» WORK TASK
In the entries below, work out how many lines include "Pause", and write only that number.

[Saved data entries]
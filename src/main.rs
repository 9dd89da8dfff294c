use clap::Parser;
use pagewalk::config::{BatchEntry, load_batch_file};
use pagewalk::progress::LogSink;
use pagewalk::results::ExtractionRecord;
use pagewalk::utils::output_filename;
use pagewalk::{ExtractError, Extraction};
use std::path::Path;
use std::sync::Arc;
use std::time::Duration;

mod args;
use args::{Args, normalize_url};

/// Pause between batch entries
const BATCH_DELAY: Duration = Duration::from_secs(3);

#[tokio::main]
async fn main() {
    // Initialize logging
    env_logger::init();

    // Parse command-line arguments
    let args = Args::parse();

    // Print WebDriver info message when JS rendering will be used
    if !args.no_js {
        println!("Note: JS rendering requires a WebDriver server (e.g., ChromeDriver).");
        println!(
            "Set WEBDRIVER_URL environment variable if not using the default http://localhost:4444"
        );
    }

    let entries = match collect_entries(&args) {
        Ok(entries) => entries,
        Err(e) => {
            ::log::error!("{}", e);
            std::process::exit(2);
        }
    };

    let total = entries.len();
    let mut succeeded = 0;
    let start_time = std::time::Instant::now();

    for (index, entry) in entries.iter().enumerate() {
        ::log::info!("[{}/{}] extracting {}", index + 1, total, entry.url);

        match extract_one(&args, entry).await {
            Ok(record) => {
                succeeded += 1;
                if let Err(e) = save_record(&args, &record) {
                    ::log::error!("failed to save output for {}: {}", entry.url, e);
                }
            }
            Err(e) => {
                ::log::error!("[{}/{}] extraction failed for {}: {}", index + 1, total, entry.url, e);
            }
        }

        // Pause between batch entries
        if index + 1 < total {
            tokio::time::sleep(BATCH_DELAY).await;
        }
    }

    let duration = start_time.elapsed();
    ::log::info!(
        "extraction complete: {} of {} URL(s) succeeded in {:.2} seconds",
        succeeded,
        total,
        duration.as_secs_f64()
    );

    if succeeded == 0 {
        std::process::exit(1);
    }
}

/// Resolve the work list: a single URL, or entries from a batch file
fn collect_entries(args: &Args) -> Result<Vec<BatchEntry>, ExtractError> {
    if let Some(batch) = &args.batch {
        return load_batch_file(batch);
    }
    match &args.url {
        Some(url) => Ok(vec![BatchEntry {
            url: url.clone(),
            selector: args.selector.clone(),
        }]),
        None => Err(ExtractError::Config(
            "either a URL or --batch is required".into(),
        )),
    }
}

/// Run one extraction and aggregate it into a record
async fn extract_one(args: &Args, entry: &BatchEntry) -> Result<ExtractionRecord, ExtractError> {
    let mut extraction = Extraction::new(&normalize_url(&entry.url))
        .with_links(!args.no_links)
        .with_js(!args.no_js)
        .with_wait_time(args.wait_time)
        .with_webdriver_url(args.webdriver_url.clone())
        .with_progress(Arc::new(LogSink));

    if let Some(selector) = entry.selector.as_deref().or(args.selector.as_deref()) {
        extraction = extraction.with_selector(selector);
    }
    if args.has_pagination {
        extraction = extraction.with_pagination(args.max_pages);
    }

    extraction.run_to_record().await
}

/// Write the extracted text, and optionally the full record as JSON
fn save_record(args: &Args, record: &ExtractionRecord) -> Result<(), std::io::Error> {
    std::fs::create_dir_all(&args.output_dir)?;

    let text_path = args.output_dir.join(output_filename(&record.url, "txt"));
    let mut body = String::with_capacity(record.url.len() + record.content.len() + 3);
    body.push_str(&record.url);
    body.push_str("\n\n");
    body.push_str(&record.content);
    body.push('\n');
    std::fs::write(&text_path, body)?;
    report_saved(&text_path, record);

    if args.json {
        let json_path = args.output_dir.join(output_filename(&record.url, "json"));
        let serialized = serde_json::to_string_pretty(record)
            .map_err(|e| std::io::Error::new(std::io::ErrorKind::InvalidData, e))?;
        std::fs::write(&json_path, serialized)?;
        ::log::info!("record saved to {}", json_path.display());
    }
    Ok(())
}

fn report_saved(path: &Path, record: &ExtractionRecord) {
    ::log::info!(
        "saved {} page(s), {} character(s), {} link(s) to {}",
        record.pages_extracted,
        record.total_characters,
        record.total_links,
        path.display()
    );
}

» EXERCISE RESULT
2